Thursday 17th May
Championing the chaplains

In the wake of a National Secular Society attack on hospital chaplaincy, what is its real value to the NHS? asks Mark Woods.

 

Hospital chaplain

 

ACCORDING to official figures released last month, the NHS employs 1,368,200 people – the largest number  in its history – and is the biggest employer in the country by far.

Only a tiny fraction of this workforce is made up of hospital chaplains. But the National Secular Society (NSS) said last week that this is still unacceptable.

It claims that chaplaincy costs the taxpayer £40 million a year. NSS president Terry Sanderson said that given a choice between paying for chaplains and paying for nurses or cleaners, people would choose the latter.

His answer is that since chaplaincy is for religious people, the Churches should stump up the money.

On the face of it, he has a case. The NHS is there to make people better. Should it really be providing spiritual care for its patients and staff, as well?

The answer from a surprising range of sources – including the Unite union, who described the NSS attack as ‘erroneous and simplistic’ –  is a resounding ‘Yes’.

NHS Trusts are required to have policies regarding spiritual care, and in almost all of them chaplaincy – usually provided mainly, though not exclusively, by Christian ministers – plays a valued part.

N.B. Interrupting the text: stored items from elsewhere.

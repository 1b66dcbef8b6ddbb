use axum::Json;
use axum::extract::State;
use serde::{Deserialize, Serialize};
use validator::Validate;

use crate::error::Result;
use crate::router::{Message, Valid};
use crate::user::UserService;

#[derive(Debug, Default, Serialize, Deserialize, Validate)]
#[serde(default)]
pub struct Body {
    #[validate(length(min = 1, message = "Email and OTP are required."))]
    pub email: String,
    #[validate(length(min = 1, message = "Email and OTP are required."))]
    pub otp: String,
}

/// Handler to verify a user with its one-time code.
pub async fn handler(
    State(service): State<UserService>,
    Valid(body): Valid<Body>,
) -> Result<Json<Message>> {
    service.verify_otp(&body.email, &body.otp).await?;

    Ok(Message::new("User verified successfully."))
}

#[cfg(test)]
mod tests {
    use axum::http::{Method, StatusCode};
    use chrono::Duration;
    use serde_json::json;

    use crate::router::tests::{json, state, state_with};
    use crate::*;

    async fn signup(state: &AppState) {
        let body = json!({
            "email": "a@b.com",
            "username": "alice",
            "password": "secret123",
        });
        let response = make_request(
            None,
            app(state.clone()),
            Method::POST,
            "/signup",
            body.to_string(),
        )
        .await;
        assert_eq!(response.status(), axum::http::StatusCode::CREATED);
    }

    async fn stored_code(state: &AppState) -> String {
        state
            .db
            .users
            .find_by_email("a@b.com")
            .await
            .unwrap()
            .and_then(|u| u.otp)
            .unwrap()
    }

    async fn verify(state: &AppState, email: &str, otp: &str) -> (StatusCode, serde_json::Value) {
        let body = json!({ "email": email, "otp": otp });
        let response = make_request(
            None,
            app(state.clone()),
            Method::POST,
            "/verify-otp",
            body.to_string(),
        )
        .await;
        (response.status(), json(response).await)
    }

    #[tokio::test]
    async fn test_verify_otp_handler() {
        let (state, _) = state();
        signup(&state).await;
        let code = stored_code(&state).await;

        let (status, body) = verify(&state, "a@b.com", &code).await;
        assert_eq!(status, StatusCode::OK);
        assert_eq!(body["message"], "User verified successfully.");

        let user = state.db.users.find_by_email("a@b.com").await.unwrap().unwrap();
        assert!(user.is_verified);
        assert_eq!(user.otp, None);
        assert_eq!(user.otp_expires, None);

        let (status, body) = verify(&state, "a@b.com", &code).await;
        assert_eq!(status, StatusCode::BAD_REQUEST);
        assert_eq!(body["message"], "User is already verified.");
    }

    #[tokio::test]
    async fn test_verify_otp_errors() {
        let (state, _) = state();
        signup(&state).await;
        let code = stored_code(&state).await;
        let wrong = if code == "999999" { "000000" } else { "999999" };

        let (status, body) = verify(&state, "a@b.com", wrong).await;
        assert_eq!(status, StatusCode::BAD_REQUEST);
        assert_eq!(body["message"], "Invalid OTP.");

        let (status, body) = verify(&state, "nobody@b.com", &code).await;
        assert_eq!(status, StatusCode::NOT_FOUND);
        assert_eq!(body["message"], "User not found.");

        let (status, body) = verify(&state, "", "").await;
        assert_eq!(status, StatusCode::BAD_REQUEST);
        assert_eq!(body["message"], "Email and OTP are required.");

        // A failed attempt leaves the code usable.
        let (status, _) = verify(&state, "a@b.com", &code).await;
        assert_eq!(status, StatusCode::OK);
    }

    #[tokio::test]
    async fn test_verify_otp_expiry_boundary() {
        let mailer = std::sync::Arc::new(crate::mail::tests::RecordingMailer::default());
        let (state, clock) = state_with(mailer);
        signup(&state).await;
        let code = stored_code(&state).await;

        clock.advance(Duration::minutes(10) + Duration::seconds(1));
        let (status, body) = verify(&state, "a@b.com", &code).await;
        assert_eq!(status, StatusCode::BAD_REQUEST);
        assert_eq!(body["message"], "OTP has expired.");
    }
}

According to Jeff Gosden, a Baptist minister who’s lead chaplain at Musgrove Park Hospital in Taunton, ‘Chaplains offer a service to all faiths and none.

‘Sometimes I have a conversation with a patient who says, “I’m not religious, but…” and a whole raft of issues come to the fore.’

Trusts value chaplaincy services, he says, because they know chaplains address issues that others can’t. ‘Coming into hospital for any kind of investigation or treatment can be an anxious time, raising many questions, anxieties or fears. Chaplains respond with pastoral care to all people, whether they’re specifically religious or not.’

Do they provide value for money?  ‘It’s always difficult to quantify. But chaplains contribute a sense of well-being; if anxieties and fears aren’t resolved it affects people’s health.

‘I’m not saying it can reduce a person’s stay in hospital, but it makes a difference to people if they’re prepared by prayer, for instance, before an operation; or if they’re anxious about going into a rest home, or if they’ve lost their mobility.’

He’s understandably cautious about making claims for the therapeutic value of chaplaincy. But there’s a large body of evidence which shows very clearly that there’s a relationship between someone’s spiritual well-being and their physical health.

For instance, Professor Stephen Wright, editor of the journal Spirituality and Health International, said in an article for the Ekklesia think tank, ‘Chaplains and others who support patients spiritually may not be wandering around with scalpels and syringes, yet they also contribute to the healing process by helping people feel better and feeling better helps people get better, or die better.’

Some of the most moving stories about chaplains at work come not from Christians, but people who’d regard themselves as non-religious. For instance the British Medical Journal recently carried an article by Mark Newitt, a chaplain in Sheffield, reflecting on his visits to an atheist patient who was to die of leukaemia. Adrian Sudbury was a journalist who kept a blog during his last months.

His last email to the chaplain read, ‘It’s difficult to quantify exactly how I was helped but I will just try and briefly explain. For an hour or so we could talk about football, running, the state of the Church, world politics, faith, local and national news, emotional issues and hope. There is no one else who could have provided a service, or range of conversations, to match this—given my unfortunate circumstances.

I loved these chats, and they were always something that left me feeling better and with a renewed determination to keep battling on. It was a service that made one of the most difficult times in my life substantially more bearable.’

It’s this sort of statement which defenders of chaplaincy point to in answer to ideologically-driven attacks on it. Not everyone in hospital will need to see a chaplain. But many who never thought they would find that, at their point of need, there’s no-one else who can give them what they need. Counting the cost and missing the worth.